Posted On 3/10/2015 by Team iCynosure.


On October 24th 1996, Radhieka Mehta committed suicide. She was my best friend.

Every time I think about her even today, I remember her as being one of the most beautiful souls who was troubled because of the weight of expectations. An excellent poet and dancer she always spoke to me about how she wanted to study literature when she grows up. Unfortunately for her, her parents had already made plans for her. Not that she was a bad student; she was excellent always in the top three. But her interests were elsewhere. 

She told me about how much she loved her parents and her little brother but she just didn’t like the way life was shaping up. She kept a book where she wrote letters to her parents; drew beautiful paintings and penned down some heart-wrenching poetry of unaccomplished dreams. She did at times speak about running away and disappearing into the dark, but never in my dreams would I have assumed she wanted to kill herself. As a 14 year naïve girl, I never gave it much attention. 

But I should have, I was the only one who would have understood and made that difference. But I didn’t

The day my parents told me about what had happened, I feel into the guilt trap. One thought kept occurring to me that I should have been with her, in life or in death. If she couldn’t be here with me, I should go there and be with her. That’s what friends are for. 

But before that I wanted to meet her parents and tell them how they took away my friend from me. 
I remember that day clearly, it took great courage to walk into that building without her holding my hand, without giggling away, without my twin soul with me. I was disastrous. I cried all the way to her house, as soon as I walked in I headed straight to her room to curl up and cry. It was wonderful of her parents to let me be, cause I think they understood my pain. 

As her mom came in after some time I wanted to shout, to scream and yell but I saw what the grief had done to her. She wasn’t the confident woman I once knew. Her father wasn’t the strong man; my friend claimed he was. Taking a book of her writing from her school bag I gave it to her parents. As they sat reading, I could see the array of emotions on their faces through my tear-filled eyes.

I knew that minute, however bad the situation becomes I would never want any of my loved ones to go through that pain and grief.

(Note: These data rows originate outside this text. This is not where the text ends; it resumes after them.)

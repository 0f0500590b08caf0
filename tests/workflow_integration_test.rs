//! End-to-end workflow checks against a real project directory.

mod common;

use common::{TestProject, APPROVED_STACK};
use indoc::indoc;
use phasegate::core::ViolationKind;
use phasegate::io::RealFileSystem;
use phasegate::orchestrator::{ComplianceOrchestrator, EditOperation};
use phasegate::phases::{NextAction, PhaseState};
use pretty_assertions::assert_eq;
use std::path::{Path, PathBuf};
use std::sync::Arc;

const CHECKOUT: &str = indoc! {r#"
    import os
    import requests


    def total(items):
        return sum(item.price for item in items)
"#};

const CHECKOUT_TESTS: &str = indoc! {r#"
    from checkout import total


    def test_total_sums_prices():
        assert total([]) == 0
"#};

fn orchestrator(project: &TestProject) -> ComplianceOrchestrator {
    ComplianceOrchestrator::from_config(project.config(), Arc::new(RealFileSystem::new())).unwrap()
}

#[test]
fn test_fresh_project_starts_with_product_manager() {
    let project = TestProject::new();
    let status = orchestrator(&project).status().unwrap();

    assert_eq!(status.project_name, "shop");
    assert_eq!(status.current_phase, 0);
    assert_eq!(status.completion_percentage, 0.0);
    assert_eq!(
        status.next_action,
        Some(NextAction::Execute {
            phase: "product-manager".to_string()
        })
    );
    assert!(status.phases.iter().all(|p| p.state == PhaseState::NotStarted));
    assert!(!status.ready_for_downstream);
}

#[test]
fn test_design_phases_unlock_in_order() {
    let project = TestProject::new();
    let gate = orchestrator(&project);

    assert!(!gate.check_agent_readiness("solution-architect").unwrap().passed);
    let blocked = gate
        .check_edit(Path::new("docs/design/shop/architecture_guide.md"), EditOperation::Create)
        .unwrap();
    assert!(!blocked.allowed);

    project.complete_phase("product-manager");
    assert!(gate.check_agent_readiness("solution-architect").unwrap().passed);

    project.complete_phase("solution-architect");
    project.complete_phase("ux-designer");
    let data = gate.check_agent_readiness("data-architect").unwrap();
    assert!(!data.passed);
    assert!(data
        .violations
        .iter()
        .any(|v| v.kind == ViolationKind::MissingAllowList));

    project.approve(APPROVED_STACK);
    assert!(gate.check_agent_readiness("data-architect").unwrap().passed);

    let status = gate.status().unwrap();
    assert_eq!(status.current_phase, 3);
    assert_eq!(
        status.next_action,
        Some(NextAction::Execute {
            phase: "visual-style-specialist".to_string()
        })
    );
}

#[test]
fn test_all_design_phases_make_project_ready_for_downstream() {
    let project = TestProject::new();
    project.approve(APPROVED_STACK);
    for phase in [
        "product-manager",
        "solution-architect",
        "ux-designer",
        "visual-style-specialist",
        "data-architect",
        "senior-api-developer",
        "project-planner",
    ] {
        project.complete_phase(phase);
    }

    let gate = orchestrator(&project);
    let status = gate.status().unwrap();
    assert!(status.ready_for_downstream);
    assert_eq!(status.current_phase, 7);
    assert!(gate.validate_phase_completion(7).passed);
    assert!(!gate.validate_phase_completion(8).passed);
}

#[test]
fn test_test_first_round_trip() {
    let project = TestProject::new();
    let gate = orchestrator(&project);
    let unit = PathBuf::from("src/checkout.py");

    assert!(!gate.can_edit(&unit, EditOperation::Create).unwrap());

    project.write("src/tests/test_checkout.py", CHECKOUT_TESTS);
    assert!(gate.can_edit(&unit, EditOperation::Create).unwrap());

    project.write("src/checkout.py", CHECKOUT);
    let verdict = gate.validate_unit(&unit, CHECKOUT);
    assert!(verdict.compliant, "{:?}", verdict.violations);
}

#[test]
fn test_commit_blocks_untested_unit() {
    let project = TestProject::new();
    project.write("src/checkout.py", CHECKOUT);

    let verdict = orchestrator(&project)
        .can_commit(&[PathBuf::from("src/checkout.py")])
        .unwrap();
    assert!(!verdict.passed);
    assert_eq!(verdict.coverage_percent, None);
    assert_eq!(verdict.violations[0].kind, ViolationKind::MissingTests);
}

#[test]
fn test_commit_checks_dependencies_against_allow_list() {
    let project = TestProject::new();
    project.approve(APPROVED_STACK);
    project.write("src/tests/test_checkout.py", CHECKOUT_TESTS);
    project.write("src/checkout.py", CHECKOUT);
    let gate = orchestrator(&project);

    let verdict = gate.can_commit(&[PathBuf::from("src/checkout.py")]).unwrap();
    assert!(verdict.passed, "{:?}", verdict.violations);

    project.write("src/checkout.py", &format!("import flask\n{CHECKOUT}"));
    let verdict = gate.can_commit(&[PathBuf::from("src/checkout.py")]).unwrap();
    assert!(!verdict.passed);
    let unauthorized: Vec<_> = verdict
        .violations
        .iter()
        .filter(|v| v.kind == ViolationKind::UnauthorizedDependency)
        .collect();
    assert_eq!(unauthorized.len(), 1);
    assert_eq!(unauthorized[0].line, Some(1));
}

#[test]
fn test_validate_dependencies_requires_allow_list() {
    let project = TestProject::new();
    project.write("requirements.txt", "fastapi==0.110\n");
    let gate = orchestrator(&project);

    assert!(gate
        .validate_dependencies(&[PathBuf::from("requirements.txt")])
        .is_err());

    project.approve(APPROVED_STACK);
    let violations = gate
        .validate_dependencies(&[PathBuf::from("requirements.txt")])
        .unwrap();
    assert!(violations.is_empty());
}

I felt their love become a seed being forced into the ground that helps painful experience split apart and become something entirely different inside my being. 

I, like a seed felt the darkness of the unknown, the claustrophobia of being in a space I did not understand, the anxiety of being in a place I had not chosen. Just about to die my own death when sunlight shone on me through the love of the ones who had lost their life, my friend. My heart cracked open like the seed to #StartANewLife which was not only for myself but for my dear friend as well. 

That was a moment I took a bold step to hug Radhieka’s parents and tell them how much she loved them, how much she wanted to be the person they wanted her to be. How much she was me. 

I am living two lives today, one that is my friend's and one that is mine. I gave suicide a miss and embraced her parents as my own who have found a bit of Radhieka in me. I could have been want I wanted to be (dead), but I let go to become what I could have (daughter, friend, mother and more).